Expand comment introducing modifiable text.

dmsnell · dmsnell · commit 283df465f130 · 2024-01-16T09:36:15.000-06:00
diff --git a/src/wp-includes/html-api/class-wp-html-tag-processor.php b/src/wp-includes/html-api/class-wp-html-tag-processor.php
@@ -307,23 +307,34 @@
  *
  * #### Other tokens with modifiable text.
  *
- * There are also non-elements which are atomic in nature and contain modifiable text.
+ * There are also non-elements which are void/self-closing in nature and contain
+ * modifiable text that is part of that individual syntax token itself.
  *
  *  - `#text` nodes, whose entire token _is_ the modifiable text.
- *  - Comment nodes and nodes that became comments because of some syntax error. The
- *    text for these nodes is the portion of the comment inside of the syntax. E.g. for
- *    `<!-- comment -->` the text is `" comment "` (note that the spaces are part of it).
+ *  - HTML comments and tokens that become comments due to some syntax error. The
+ *    text for these tokens is the portion of the comment inside of the syntax.
+ *    E.g. for `<!-- comment -->` the text is `" comment "` (note the spaces are included).

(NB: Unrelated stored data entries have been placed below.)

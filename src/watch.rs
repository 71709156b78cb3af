// Copyright (c) 2025 Erick Bourgeois, firestoned
// SPDX-License-Identifier: MIT

//! Watch controllers feeding run events into the projector.
//!
//! One [`WatchController`] runs per [`RunKind`] on its own task. It opens a
//! watch subscription through an [`EventSource`], hands every event to its
//! [`EventProjector`] synchronously and in arrival order, and reopens the
//! subscription whenever it ends.
//!
//! # Resumption
//!
//! The controller remembers the last `resourceVersion` it saw (from objects
//! and bookmarks) and resumes from it. When the API server answers that the
//! version has expired (HTTP 410), the controller restarts from `"0"`, which
//! replays every existing object as `Added`.
//!
//! # Errors
//!
//! A single event that cannot be projected is logged and skipped. A failing
//! subscription is logged and retried with [`watch_backoff`]; nothing in
//! here ends the process.

use crate::backoff::{watch_backoff, ExponentialBackoff};
use crate::constants::{HTTP_GONE, INITIAL_RESOURCE_VERSION, WATCH_TIMEOUT_SECS};
use crate::errors::WatchError;
use crate::kinds::RunKind;
use crate::projector::{EventProjector, EventType, ResourceEvent};
use crate::resource;
use async_trait::async_trait;
use futures::stream::BoxStream;
use futures::{StreamExt, TryStreamExt};
use kube::api::{Api, DynamicObject, WatchEvent, WatchParams};
use kube::Client;
use tracing::{debug, error, info, warn};

/// One item delivered by a watch subscription.
#[derive(Debug, Clone, PartialEq)]
pub enum WatchItem {
    /// A lifecycle event about one object
    Event(ResourceEvent),
    /// Progress marker carrying only a resource version
    Bookmark(String),
    /// The requested resource version is too old to resume from
    Expired,
}

/// Stream of items from one subscription.
pub type WatchStream = BoxStream<'static, Result<WatchItem, WatchError>>;

/// The external resource store the controllers subscribe to.
#[async_trait]
pub trait EventSource: Send + Sync {
    /// Open a watch on `kind`, optionally limited to `namespace`, starting
    /// after `resource_version`.
    async fn subscribe(
        &self,
        kind: RunKind,
        namespace: Option<&str>,
        resource_version: &str,
    ) -> Result<WatchStream, WatchError>;
}

/// [`EventSource`] backed by the Kubernetes API server.
#[derive(Clone)]
pub struct KubeEventSource {
    client: Client,
}

impl KubeEventSource {
    #[must_use]
    pub fn new(client: Client) -> Self {
        Self { client }
    }

    fn api(&self, kind: RunKind, namespace: Option<&str>) -> Api<DynamicObject> {
        let ar = kind.api_resource();
        match namespace {
            Some(ns) => Api::namespaced_with(self.client.clone(), ns, &ar),
            None => Api::all_with(self.client.clone(), &ar),
        }
    }
}

fn to_item(kind: RunKind, event: WatchEvent<DynamicObject>) -> Result<WatchItem, WatchError> {
    let lifecycle = |event_type, obj: DynamicObject| -> Result<WatchItem, WatchError> {
        let object = serde_json::to_value(&obj)?;
        Ok(WatchItem::Event(ResourceEvent::new(kind, event_type, object)))
    };

    match event {
        WatchEvent::Added(obj) => lifecycle(EventType::Added, obj),
        WatchEvent::Modified(obj) => lifecycle(EventType::Modified, obj),
        WatchEvent::Deleted(obj) => lifecycle(EventType::Deleted, obj),
        WatchEvent::Bookmark(bookmark) => Ok(WatchItem::Bookmark(bookmark.metadata.resource_version)),
        WatchEvent::Error(e) if e.code == HTTP_GONE => Ok(WatchItem::Expired),
        WatchEvent::Error(e) => Err(WatchError::Api {
            code: e.code,
            message: e.message,
        }),
    }
}

#[async_trait]
impl EventSource for KubeEventSource {
    async fn subscribe(
        &self,
        kind: RunKind,
        namespace: Option<&str>,
        resource_version: &str,
    ) -> Result<WatchStream, WatchError> {
        let api = self.api(kind, namespace);
        let wp = WatchParams::default().timeout(WATCH_TIMEOUT_SECS);

        let stream = api
            .watch(&wp, resource_version)
            .await
            .map_err(|source| WatchError::Connect {
                resource: kind.plural().to_string(),
                source,
            })?;

        Ok(stream
            .map_err(move |source| WatchError::Stream {
                resource: kind.plural().to_string(),
                source,
            })
            .and_then(move |event| futures::future::ready(to_item(kind, event)))
            .boxed())
    }
}

/// How one subscription ended.
#[derive(Debug, Clone, Copy, PartialEq, Eq)]
pub struct SubscriptionSummary {
    /// Lifecycle events handed to the projector
    pub events: usize,
    /// Events the projector rejected
    pub skipped: usize,
}

/// Supervises the watch of one kind.
pub struct WatchController<S> {
    source: S,
    projector: EventProjector,
    namespace: Option<String>,
    resource_version: String,
}

impl<S: EventSource> WatchController<S> {
    #[must_use]
    pub fn new(source: S, projector: EventProjector, namespace: Option<String>) -> Self {
        Self {
            source,
            projector,
            namespace,
            resource_version: INITIAL_RESOURCE_VERSION.to_string(),
        }
    }

    #[must_use]
    pub fn kind(&self) -> RunKind {
        self.projector.kind()
    }

    /// Resource version the next subscription resumes from.
    #[must_use]
    pub fn resource_version(&self) -> &str {
        &self.resource_version
    }

    /// Run one subscription until the stream ends.
    ///
    /// # Errors
    ///
    /// Returns [`WatchError`] when the subscription cannot be opened or fails
    /// mid-stream. Events projected before the failure stay applied.
    pub async fn watch_once(&mut self) -> Result<SubscriptionSummary, WatchError> {
        let kind = self.kind();
        let mut stream = self
            .source
            .subscribe(kind, self.namespace.as_deref(), &self.resource_version)
            .await?;

        info!(
            %kind,
            namespace = ?self.namespace,
            resource_version = %self.resource_version,
            "Watching resources"
        );

        let mut summary = SubscriptionSummary {
            events: 0,
            skipped: 0,
        };

        while let Some(item) = stream.next().await {
            match item? {
                WatchItem::Event(event) => {
                    summary.events += 1;
                    if let Some(rv) = resource::resource_version(&event.object) {
                        self.resource_version = rv;
                    }
                    if let Err(e) = self.projector.project(&event) {
                        summary.skipped += 1;
                        warn!(
                            %kind,
                            event = %event.event_type,
                            error = %e,
                            "Skipping event that could not be projected"
                        );
                    }
                }
                WatchItem::Bookmark(rv) => {
                    debug!(%kind, resource_version = %rv, "Watch bookmark");
                    self.resource_version = rv;
                }
                WatchItem::Expired => {
                    warn!(
                        %kind,
                        resource_version = %self.resource_version,
                        "Resource version expired, restarting watch from current state"
                    );
                    self.resource_version = INITIAL_RESOURCE_VERSION.to_string();
                    break;
                }
            }
        }

        Ok(summary)
    }

    /// Keep the watch open for the lifetime of the process.
    ///
    /// Reopens the subscription after every end or failure, waiting
    /// according to the backoff schedule. Never returns.
    pub async fn run(mut self) {
        let mut backoff = watch_backoff();
        self.supervise(&mut backoff).await;
    }

    async fn supervise(&mut self, backoff: &mut ExponentialBackoff) {
        let kind = self.kind();
        loop {
            match self.watch_once().await {
                Ok(summary) => {
                    if summary.events > 0 {
                        backoff.reset();
                    }
                    info!(
                        %kind,
                        events = summary.events,
                        skipped = summary.skipped,
                        "Watch stream ended, reopening"
                    );
                }
                Err(e) => {
                    error!(%kind, error = %e, "Watch failed, reopening");
                }
            }

            let delay = backoff.next_backoff();
            debug!(%kind, delay_ms = delay.as_millis(), "Waiting before reopening watch");
            tokio::time::sleep(delay).await;
        }
    }
}

#[cfg(test)]
#[path = "watch_tests.rs"]
mod watch_tests;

  *  - `CDATA` sections, whose text is the content inside of the section itself. E.g. for
- *    `<![CDATA[some content]]>` the text is `"some content"`.

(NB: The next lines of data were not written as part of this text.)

// Copyright (c) 2025 Erick Bourgeois, firestoned
// SPDX-License-Identifier: MIT

//! Projection of run lifecycle events onto the metric registry.
//!
//! The projector is stateless: every event is turned into a label set and a
//! value from the object alone, and all memory of earlier events lives in
//! the [`MetricsRegistry`]. The same algorithm serves both kinds:
//!
//! 1. `commonLabels` = `{name, namespace}` ∪ configured extra labels
//! 2. status labels/value from the `Succeeded` condition
//! 3. duration labels/value from `status.startTime` / `status.completionTime`
//! 4. dispatch on the event type:
//!    - `Added`: set both series
//!    - `Modified`: delete every series partially matching `commonLabels`,
//!      then set both series
//!    - `Deleted`: delete every series partially matching `commonLabels`
//!
//! The delete and the set of a `Modified` event are separate registry
//! operations; a scrape in between may briefly miss the series.

use crate::constants::{
    CONDITION_SUCCEEDED, FIELD_COMPLETION_TIME, FIELD_START_TIME, LABEL_COMPLETION_TIMESTAMP,
    LABEL_NAME, LABEL_NAMESPACE, LABEL_REASON, LABEL_SENTINEL, LABEL_START_TIMESTAMP,
    LABEL_STATUS, REASON_UNKNOWN, STATUS_FAILED, STATUS_SUCCESS,
};
use crate::errors::{AccessorError, ProjectionError};
use crate::kinds::{MetricType, RunKind};
use crate::labels::{Labels, PopulatedLabelSpec};
use crate::metrics::MetricsRegistry;
use crate::resource;
use serde_json::Value;
use std::fmt;
use std::sync::Arc;
use tracing::{debug, info};

/// Lifecycle event type delivered by a watch.
#[derive(Debug, Clone, Copy, PartialEq, Eq)]
pub enum EventType {
    Added,
    Modified,
    Deleted,
}

impl fmt::Display for EventType {
    fn fmt(&self, f: &mut fmt::Formatter<'_>) -> fmt::Result {
        let s = match self {
            EventType::Added => "Added",
            EventType::Modified => "Modified",
            EventType::Deleted => "Deleted",
        };
        f.write_str(s)
    }
}

/// One watch notification about one run.
#[derive(Debug, Clone, PartialEq)]
pub struct ResourceEvent {
    pub kind: RunKind,
    pub event_type: EventType,
    pub object: Value,
}

impl ResourceEvent {
    #[must_use]
    pub fn new(kind: RunKind, event_type: EventType, object: Value) -> Self {
        Self {
            kind,
            event_type,
            object,
        }
    }
}

/// `status` / `reason` labels derived from the `Succeeded` condition.
#[derive(Debug, Clone, PartialEq, Eq)]
pub struct StatusLabels {
    pub succeeded: bool,
    pub reason: String,
}

impl StatusLabels {
    /// Derive from the object's `Succeeded` condition.
    ///
    /// Defaults to `{failed, Unknown}` when the condition is absent.
    #[must_use]
    pub fn from_object(obj: &Value) -> Self {
        match resource::condition(obj, CONDITION_SUCCEEDED) {
            Some(condition) => Self {
                succeeded: condition.is_true(),
                reason: condition
                    .reason
                    .unwrap_or_else(|| REASON_UNKNOWN.to_string()),
            },
            None => Self {
                succeeded: false,
                reason: REASON_UNKNOWN.to_string(),
            },
        }
    }

    /// Gauge value: 1 for success, 0 otherwise.
    #[must_use]
    pub fn value(&self) -> f64 {
        if self.succeeded {
            1.0
        } else {
            0.0
        }
    }

    fn extend(&self, labels: &mut Labels) {
        let status = if self.succeeded {
            STATUS_SUCCESS
        } else {
            STATUS_FAILED
        };
        labels.insert(LABEL_STATUS.to_string(), status.to_string());
        labels.insert(LABEL_REASON.to_string(), self.reason.clone());
    }
}

/// Start / completion epoch seconds of a run.
#[derive(Debug, Clone, Copy, PartialEq, Eq)]
pub struct DurationLabels {
    pub start: Option<i64>,
    pub completion: Option<i64>,
}

impl DurationLabels {
    /// Derive from `status.startTime` and `status.completionTime`.
    ///
    /// # Errors
    ///
    /// Returns [`AccessorError::TimestampParse`] when a timestamp is present
    /// but unparsable.
    pub fn from_object(obj: &Value) -> Result<Self, AccessorError> {
        Ok(Self {
            start: resource::timestamp(obj, FIELD_START_TIME)?,
            completion: resource::timestamp(obj, FIELD_COMPLETION_TIME)?,
        })
    }

    /// Gauge value: `completion - start` in seconds, 0 unless both are known.
    ///
    /// Not clamped; clock skew can make it negative.
    #[must_use]
    #[allow(clippy::cast_precision_loss)]
    pub fn value(&self) -> f64 {
        match (self.start, self.completion) {
            (Some(start), Some(completion)) => (completion - start) as f64,
            _ => 0.0,
        }
    }

    fn extend(&self, labels: &mut Labels) {
        let render = |ts: Option<i64>| ts.map_or_else(|| LABEL_SENTINEL.to_string(), |t| t.to_string());
        labels.insert(LABEL_START_TIMESTAMP.to_string(), render(self.start));
        labels.insert(LABEL_COMPLETION_TIMESTAMP.to_string(), render(self.completion));
    }
}

/// Everything derived from one object, ready to be written.
#[derive(Debug, Clone, PartialEq)]
pub struct Projection {
    /// `{name, namespace}` ∪ extra labels; identifies the object
    pub common: Labels,
    pub status: StatusLabels,
    pub duration: DurationLabels,
}

impl Projection {
    /// Derive the projection of one object.
    ///
    /// # Errors
    ///
    /// Returns [`AccessorError`] when `metadata` is unusable or a timestamp
    /// is malformed.
    pub fn from_object(obj: &Value, spec: &PopulatedLabelSpec) -> Result<Self, AccessorError> {
        let basic = resource::basic_data(obj)?;

        let mut common = spec.populate(&resource::labels(obj));
        common.insert(LABEL_NAME.to_string(), basic.name);
        common.insert(LABEL_NAMESPACE.to_string(), basic.namespace);

        Ok(Self {
            common,
            status: StatusLabels::from_object(obj),
            duration: DurationLabels::from_object(obj)?,
        })
    }

    /// Full label set of the status series.
    #[must_use]
    pub fn status_labels(&self) -> Labels {
        let mut labels = self.common.clone();
        self.status.extend(&mut labels);
        labels
    }

    /// Full label set of the duration series.
    #[must_use]
    pub fn duration_labels(&self) -> Labels {
        let mut labels = self.common.clone();
        self.duration.extend(&mut labels);
        labels
    }
}

/// Applies events of one kind to the shared registry.
#[derive(Clone)]
pub struct EventProjector {
    kind: RunKind,
    spec: Arc<PopulatedLabelSpec>,
    registry: Arc<MetricsRegistry>,
}

impl EventProjector {
    #[must_use]
    pub fn new(kind: RunKind, spec: Arc<PopulatedLabelSpec>, registry: Arc<MetricsRegistry>) -> Self {
        Self {
            kind,
            spec,
            registry,
        }
    }

    #[must_use]
    pub fn kind(&self) -> RunKind {
        self.kind
    }

    /// Project one event onto the registry.
    ///
    /// Events of another kind are ignored. On error nothing has been
    /// written for this event, except that a `Modified` event whose write is
    /// rejected has already removed the object's previous series.
    ///
    /// # Errors
    ///
    /// Returns [`ProjectionError::Accessor`] for an object that cannot be
    /// projected and [`ProjectionError::Registry`] for a write outside the
    /// registered schema.
    pub fn project(&self, event: &ResourceEvent) -> Result<(), ProjectionError> {
        if event.kind != self.kind {
            debug!(
                expected = %self.kind,
                received = %event.kind,
                "Ignoring event for another kind"
            );
            return Ok(());
        }

        let projection = Projection::from_object(&event.object, &self.spec)?;
        let name = &projection.common[LABEL_NAME];
        let namespace = &projection.common[LABEL_NAMESPACE];

        match event.event_type {
            EventType::Added => {
                info!(kind = %self.kind, %name, %namespace, "Run created, exposing metrics");
                self.write(&projection)?;
            }
            EventType::Modified => {
                info!(kind = %self.kind, %name, %namespace, "Run modified, replacing metrics");
                self.forget(&projection.common);
                self.write(&projection)?;
            }
            EventType::Deleted => {
                info!(kind = %self.kind, %name, %namespace, "Run deleted, cleaning metrics");
                self.forget(&projection.common);
            }
        }

        Ok(())
    }

    fn write(&self, projection: &Projection) -> Result<(), ProjectionError> {
        self.registry.set(
            self.kind,
            MetricType::Status,
            &projection.status_labels(),
            projection.status.value(),
        )?;
        self.registry.set(
            self.kind,
            MetricType::Duration,
            &projection.duration_labels(),
            projection.duration.value(),
        )?;
        Ok(())
    }

    fn forget(&self, common: &Labels) {
        let status = self
            .registry
            .delete_partial_match(self.kind, MetricType::Status, common);
        let duration = self
            .registry
            .delete_partial_match(self.kind, MetricType::Duration, common);
        debug!(kind = %self.kind, status, duration, "Deleted stale series");
    }
}

#[cfg(test)]
#[path = "projector_tests.rs"]
mod projector_tests;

+ *    `<![CDATA[some content]]>` the text is `"some content"` (with restrictions [1]).
  *  - "Funky comments," which are a special case of invalid closing tags whose name is
  *    invalid. The text for these nodes is the text that a browser would transform into
- *    an HTML when parsing. E.g. for `</%post_author>` the text is `%post_author`.
- *
- * And there are non-elements which are atomic in nature but have no modifiable text.
- *  - `DOCTYPE` nodes like `<DOCTYPE html>` which have no closing tag.

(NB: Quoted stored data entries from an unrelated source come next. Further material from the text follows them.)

// Copyright (c) 2025 Erick Bourgeois, firestoned
// SPDX-License-Identifier: MIT

//! HTTP endpoint exposing the registry to Prometheus.

use crate::constants::{HEALTH_SERVER_PATH, METRICS_CONTENT_TYPE, METRICS_SERVER_PATH};
use crate::metrics::MetricsRegistry;
use anyhow::{Context, Result};
use axum::extract::State;
use axum::http::{header, StatusCode};
use axum::response::{IntoResponse, Response};
use axum::routing::get;
use axum::Router;
use std::net::SocketAddr;
use std::sync::Arc;
use tokio::net::TcpListener;
use tracing::{error, info};

/// Build the router serving `/metrics` and `/healthz`.
pub fn router(registry: Arc<MetricsRegistry>) -> Router {
    Router::new()
        .route(METRICS_SERVER_PATH, get(metrics_handler))
        .route(HEALTH_SERVER_PATH, get(|| async { "ok" }))
        .with_state(registry)
}

async fn metrics_handler(State(registry): State<Arc<MetricsRegistry>>) -> Response {
    match registry.gather() {
        Ok(body) => ([(header::CONTENT_TYPE, METRICS_CONTENT_TYPE)], body).into_response(),
        Err(e) => {
            error!(error = %e, "Failed to encode metrics");
            (StatusCode::INTERNAL_SERVER_ERROR, e.to_string()).into_response()
        }
    }
}

/// Serve the registry on `addr` until the listener fails.
///
/// # Errors
///
/// Returns an error if the address cannot be bound or the server stops.
pub async fn serve(addr: SocketAddr, registry: Arc<MetricsRegistry>) -> Result<()> {
    let listener = TcpListener::bind(addr)
        .await
        .with_context(|| format!("Failed to bind metrics server on {addr}"))?;

    info!(%addr, path = METRICS_SERVER_PATH, "Metrics server listening");

    axum::serve(listener, router(registry))
        .await
        .context("Metrics server stopped")
}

- *  - XML Processing instruction nodes like `<?xml charset="utf8"?>` (with restrictions).}
- *  - The empty end tag `</>` which is ignored in the browser and DOM but exposed
- *    to the HTML API.
+ *    an HTML comment when parsing. E.g. for `</%post_author>` the text is `%post_author`.
+ *  - `DOCTYPE` declarations like `<DOCTYPE html>` which have no closing tag.
+ *  - XML Processing instruction nodes like `<?wp __( "Like" ); ?>` (with restrictions [2]).
+ *  - The empty end tag `</>` which is ignored in the browser and DOM.
+ *
+ * [1]: There are no CDATA sections in HTML. When encountering `<![CDATA[`, everything
+ *      until the next `>` becomes a bogus HTML comment, meaning there can be no CDATA
+ *      section in an HTML document containing `>`. The Tag Processor will first find
+ *      all valid and bogus HTML comments, and then if the comment _would_ have been a
+ *      CDATA section _were they to exist_, it will re-classify the bogus comment as such.
+ *
+ * [2]: XML allows a broader range of characters in a processing instruction's target name
+ *      and disallows "xml" as a name, since it's special. The Tag Processor only recognizes
+ *      target names with an ASCII-representable subset of characters. It also exhibits the
+ *      same constraint as with CDATA sections, in that `>` cannot exist within the token
+ *      since Processing Instructions do no exist within HTML and their syntax transforms
+ *      into a bogus comment in the DOM.
  *
  * ## Design and limitations
  *